--- Problem ---
Each line of the material must be returned exactly.

--- Information shown ---

use crate::bounding_volume::Aabb;
use crate::mass_properties::MassProperties;
use crate::math::{Isometry, Matrix, Point, Real, Vector};
use crate::shape::{
    Ball, Capsule, ConvexPolyhedron, Cuboid, PolygonalFeatureMap, SupportMap, TriMesh,
};

/// The fieldless tag of a [`Shape`].
///
/// The discriminant order is the order used to sort the two colliders of a pair before
/// narrowphase dispatch: the collider with the lower kind always comes first.
#[cfg_attr(feature = "serde-serialize", derive(Serialize, Deserialize))]
#[derive(Copy, Clone, Debug, PartialEq, Eq, PartialOrd, Ord, Hash)]
pub enum ShapeKind {
    /// A ball shape.
    Ball = 0,
    /// A cuboid shape.
    Cuboid = 1,
    /// A capsule shape.
    Capsule = 2,
    /// A convex polyhedron shape.
    ConvexPolyhedron = 3,
    /// A triangle mesh shape.
    TriMesh = 4,
}

impl ShapeKind {
    /// The number of shape kinds.
    pub const COUNT: usize = 5;

    /// The index of this kind in the narrowphase dispatch table.
    #[inline]
    pub fn index(self) -> usize {
        self as usize
    }
}

/// A shape, as attached to a collider.
///
/// Shapes are immutable geometric parameters without any transform. They are shared between
/// colliders through [`SharedShape`](crate::shape::SharedShape).
#[derive(Clone, Debug)]
pub enum Shape {
    /// A ball.
    Ball(Ball),
    /// A box.
    Cuboid(Cuboid),
    /// A capsule.
    Capsule(Capsule),
    /// A convex polyhedron.
    ConvexPolyhedron(ConvexPolyhedron),
    /// A triangle mesh.
    TriMesh(TriMesh),
}

impl Shape {
    /// The kind of this shape.
    #[inline]
    pub fn kind(&self) -> ShapeKind {
        match self {
            Shape::Ball(_) => ShapeKind::Ball,
            Shape::Cuboid(_) => ShapeKind::Cuboid,
            Shape::Capsule(_) => ShapeKind::Capsule,
            Shape::ConvexPolyhedron(_) => ShapeKind::ConvexPolyhedron,
            Shape::TriMesh(_) => ShapeKind::TriMesh,
        }
    }

    /// Computes the [`Aabb`] of this shape transformed by `position`.
    pub fn compute_aabb(&self, position: &Isometry<Real>) -> Aabb {
        match self {
            Shape::Ball(s) => s.aabb(position),
            Shape::Cuboid(s) => s.aabb(position),
            Shape::Capsule(s) => s.aabb(position),
            Shape::ConvexPolyhedron(s) => s.aabb(position),
            Shape::TriMesh(s) => s.aabb(position),
        }
    }

    /// Computes the [`Aabb`] of this shape in its local-space.
    pub fn compute_local_aabb(&self) -> Aabb {
        match self {
            Shape::Ball(s) => s.local_aabb(),
            Shape::Cuboid(s) => s.local_aabb(),
            Shape::Capsule(s) => s.local_aabb(),
            Shape::ConvexPolyhedron(s) => s.local_aabb(),
            Shape::TriMesh(s) => s.local_aabb(),
        }
    }

    /// The mass properties of this shape for the given total `mass`.
    pub fn mass_properties(&self, mass: Real) -> MassProperties {
        match self {
            Shape::Ball(s) => MassProperties::from_ball(mass, s.radius),
            Shape::Cuboid(s) => MassProperties::from_cuboid(mass, s.half_extents),
            Shape::Capsule(s) => MassProperties::from_capsule(mass, s),
            Shape::ConvexPolyhedron(s) => MassProperties::from_convex_polyhedron(mass, s),
            Shape::TriMesh(s) => {
                MassProperties::from_cuboid(mass, s.local_aabb().half_extents())
            }
        }
    }

    /// The local-space inertia tensor of this shape for the given total `mass`.
    ///
    /// Returns the zero matrix for a zero mass.
    pub fn inertia_tensor(&self, mass: Real) -> Matrix<Real> {
        self.mass_properties(mass).inertia
    }

    /// Converts this shape to a support map, if it is convex.
    ///
    /// Triangle meshes are not convex and return `None`: query their triangles instead.
    pub fn as_support_map(&self) -> Option<&dyn SupportMap> {
        match self {
            Shape::Ball(s) => Some(s as &dyn SupportMap),
            Shape::Cuboid(s) => Some(s as &dyn SupportMap),
            Shape::Capsule(s) => Some(s as &dyn SupportMap),
            Shape::ConvexPolyhedron(s) => Some(s as &dyn SupportMap),
            Shape::TriMesh(_) => None,
        }
    }

    /// Converts this shape to a polygonal feature-map, if it is convex, together with its
    /// border radius.
    pub fn as_polygonal_feature_map(&self) -> Option<(&dyn PolygonalFeatureMap, Real)> {
        match self {
            Shape::Cuboid(s) => Some((s as &dyn PolygonalFeatureMap, 0.0)),
            Shape::Capsule(s) => Some((&s.segment as &dyn PolygonalFeatureMap, s.radius)),
            Shape::ConvexPolyhedron(s) => Some((s as &dyn PolygonalFeatureMap, 0.0)),
            Shape::Ball(_) | Shape::TriMesh(_) => None,
        }
    }

    /// The ball, if this shape is one.
    pub fn as_ball(&self) -> Option<&Ball> {
        match self {
            Shape::Ball(s) => Some(s),
            _ => None,
        }
    }

    /// The cuboid, if this shape is one.
    pub fn as_cuboid(&self) -> Option<&Cuboid> {
        match self {
            Shape::Cuboid(s) => Some(s),
            _ => None,
        }
    }

    /// The capsule, if this shape is one.
    pub fn as_capsule(&self) -> Option<&Capsule> {
        match self {
            Shape::Capsule(s) => Some(s),
            _ => None,
        }
    }

    /// The convex polyhedron, if this shape is one.
    pub fn as_convex_polyhedron(&self) -> Option<&ConvexPolyhedron> {
        match self {
            Shape::ConvexPolyhedron(s) => Some(s),
            _ => None,
        }
    }

    /// The triangle mesh, if this shape is one.
    pub fn as_trimesh(&self) -> Option<&TriMesh> {
        match self {
            Shape::TriMesh(s) => Some(s),
            _ => None,
        }
    }
}

impl SupportMap for Shape {
    /// Support point of this shape. For a triangle mesh this is the support point of the
    /// convex hull of its vertices.
    fn local_support_point(&self, dir: &Vector<Real>) -> Point<Real> {
        match self {
            Shape::Ball(s) => s.local_support_point(dir),
            Shape::Cuboid(s) => s.local_support_point(dir),
            Shape::Capsule(s) => s.local_support_point(dir),
            Shape::ConvexPolyhedron(s) => s.local_support_point(dir),
            Shape::TriMesh(s) => s.local_support_point(dir),
        }
    }
}

macro_rules! impl_from_shape(
    ($($variant: ident),*) => {$(
        impl From<$variant> for Shape {
            fn from(s: $variant) -> Self {
                Shape::$variant(s)
            }
        }
    )*}
);

impl_from_shape!(Ball, Cuboid, Capsule, ConvexPolyhedron, TriMesh);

--- Response to the task ---
use crate::bounding_volume::Aabb;
use crate::mass_properties::MassProperties;
use crate::math::{Isometry, Matrix, Point, Real, Vector};
use crate::shape::{
    Ball, Capsule, ConvexPolyhedron, Cuboid, PolygonalFeatureMap, SupportMap, TriMesh,
};

/// The fieldless tag of a [`Shape`].
///
/// The discriminant order is the order used to sort the two colliders of a pair before
/// narrowphase dispatch: the collider with the lower kind always comes first.
#[cfg_attr(feature = "serde-serialize", derive(Serialize, Deserialize))]
#[derive(Copy, Clone, Debug, PartialEq, Eq, PartialOrd, Ord, Hash)]
pub enum ShapeKind {
    /// A ball shape.
    Ball = 0,
    /// A cuboid shape.
    Cuboid = 1,
    /// A capsule shape.
    Capsule = 2,
    /// A convex polyhedron shape.
    ConvexPolyhedron = 3,
    /// A triangle mesh shape.
    TriMesh = 4,
}

impl ShapeKind {
    /// The number of shape kinds.
    pub const COUNT: usize = 5;

    /// The index of this kind in the narrowphase dispatch table.
    #[inline]
    pub fn index(self) -> usize {
        self as usize
    }
}

/// A shape, as attached to a collider.
///
/// Shapes are immutable geometric parameters without any transform. They are shared between
/// colliders through [`SharedShape`](crate::shape::SharedShape).
#[derive(Clone, Debug)]
pub enum Shape {
    /// A ball.
    Ball(Ball),
    /// A box.
    Cuboid(Cuboid),
    /// A capsule.
    Capsule(Capsule),
    /// A convex polyhedron.
    ConvexPolyhedron(ConvexPolyhedron),
    /// A triangle mesh.
    TriMesh(TriMesh),
}

impl Shape {
    /// The kind of this shape.
    #[inline]
    pub fn kind(&self) -> ShapeKind {
        match self {
            Shape::Ball(_) => ShapeKind::Ball,
            Shape::Cuboid(_) => ShapeKind::Cuboid,
            Shape::Capsule(_) => ShapeKind::Capsule,
            Shape::ConvexPolyhedron(_) => ShapeKind::ConvexPolyhedron,
            Shape::TriMesh(_) => ShapeKind::TriMesh,
        }
    }

    /// Computes the [`Aabb`] of this shape transformed by `position`.
    pub fn compute_aabb(&self, position: &Isometry<Real>) -> Aabb {
        match self {
            Shape::Ball(s) => s.aabb(position),
            Shape::Cuboid(s) => s.aabb(position),
            Shape::Capsule(s) => s.aabb(position),
            Shape::ConvexPolyhedron(s) => s.aabb(position),
            Shape::TriMesh(s) => s.aabb(position),
        }
    }

    /// Computes the [`Aabb`] of this shape in its local-space.
    pub fn compute_local_aabb(&self) -> Aabb {
        match self {
            Shape::Ball(s) => s.local_aabb(),
            Shape::Cuboid(s) => s.local_aabb(),
            Shape::Capsule(s) => s.local_aabb(),
            Shape::ConvexPolyhedron(s) => s.local_aabb(),
            Shape::TriMesh(s) => s.local_aabb(),
        }
    }

    /// The mass properties of this shape for the given total `mass`.
    pub fn mass_properties(&self, mass: Real) -> MassProperties {
        match self {
            Shape::Ball(s) => MassProperties::from_ball(mass, s.radius),
            Shape::Cuboid(s) => MassProperties::from_cuboid(mass, s.half_extents),
            Shape::Capsule(s) => MassProperties::from_capsule(mass, s),
            Shape::ConvexPolyhedron(s) => MassProperties::from_convex_polyhedron(mass, s),
            Shape::TriMesh(s) => {
                MassProperties::from_cuboid(mass, s.local_aabb().half_extents())
            }
        }
    }

    /// The local-space inertia tensor of this shape for the given total `mass`.
    ///
    /// Returns the zero matrix for a zero mass.
    pub fn inertia_tensor(&self, mass: Real) -> Matrix<Real> {
        self.mass_properties(mass).inertia
    }

    /// Converts this shape to a support map, if it is convex.
    ///
    /// Triangle meshes are not convex and return `None`: query their triangles instead.
    pub fn as_support_map(&self) -> Option<&dyn SupportMap> {
        match self {
            Shape::Ball(s) => Some(s as &dyn SupportMap),
            Shape::Cuboid(s) => Some(s as &dyn SupportMap),
            Shape::Capsule(s) => Some(s as &dyn SupportMap),
            Shape::ConvexPolyhedron(s) => Some(s as &dyn SupportMap),
            Shape::TriMesh(_) => None,
        }
    }

    /// Converts this shape to a polygonal feature-map, if it is convex, together with its
    /// border radius.
    pub fn as_polygonal_feature_map(&self) -> Option<(&dyn PolygonalFeatureMap, Real)> {
        match self {
            Shape::Cuboid(s) => Some((s as &dyn PolygonalFeatureMap, 0.0)),
            Shape::Capsule(s) => Some((&s.segment as &dyn PolygonalFeatureMap, s.radius)),
            Shape::ConvexPolyhedron(s) => Some((s as &dyn PolygonalFeatureMap, 0.0)),
            Shape::Ball(_) | Shape::TriMesh(_) => None,
        }
    }

    /// The ball, if this shape is one.
    pub fn as_ball(&self) -> Option<&Ball> {
        match self {
            Shape::Ball(s) => Some(s),
            _ => None,
        }
    }

    /// The cuboid, if this shape is one.
    pub fn as_cuboid(&self) -> Option<&Cuboid> {
        match self {
            Shape::Cuboid(s) => Some(s),
            _ => None,
        }
    }

    /// The capsule, if this shape is one.
    pub fn as_capsule(&self) -> Option<&Capsule> {
        match self {
            Shape::Capsule(s) => Some(s),
            _ => None,
        }
    }

    /// The convex polyhedron, if this shape is one.
    pub fn as_convex_polyhedron(&self) -> Option<&ConvexPolyhedron> {
        match self {
            Shape::ConvexPolyhedron(s) => Some(s),
            _ => None,
        }
    }

    /// The triangle mesh, if this shape is one.
    pub fn as_trimesh(&self) -> Option<&TriMesh> {
        match self {
            Shape::TriMesh(s) => Some(s),
            _ => None,
        }
    }
}

impl SupportMap for Shape {
    /// Support point of this shape. For a triangle mesh this is the support point of the
    /// convex hull of its vertices.
    fn local_support_point(&self, dir: &Vector<Real>) -> Point<Real> {
        match self {
            Shape::Ball(s) => s.local_support_point(dir),
            Shape::Cuboid(s) => s.local_support_point(dir),
            Shape::Capsule(s) => s.local_support_point(dir),
            Shape::ConvexPolyhedron(s) => s.local_support_point(dir),
            Shape::TriMesh(s) => s.local_support_point(dir),
        }
    }
}

macro_rules! impl_from_shape(
    ($($variant: ident),*) => {$(
        impl From<$variant> for Shape {
            fn from(s: $variant) -> Self {
                Shape::$variant(s)
            }
        }
    )*}
);

impl_from_shape!(Ball, Cuboid, Capsule, ConvexPolyhedron, TriMesh);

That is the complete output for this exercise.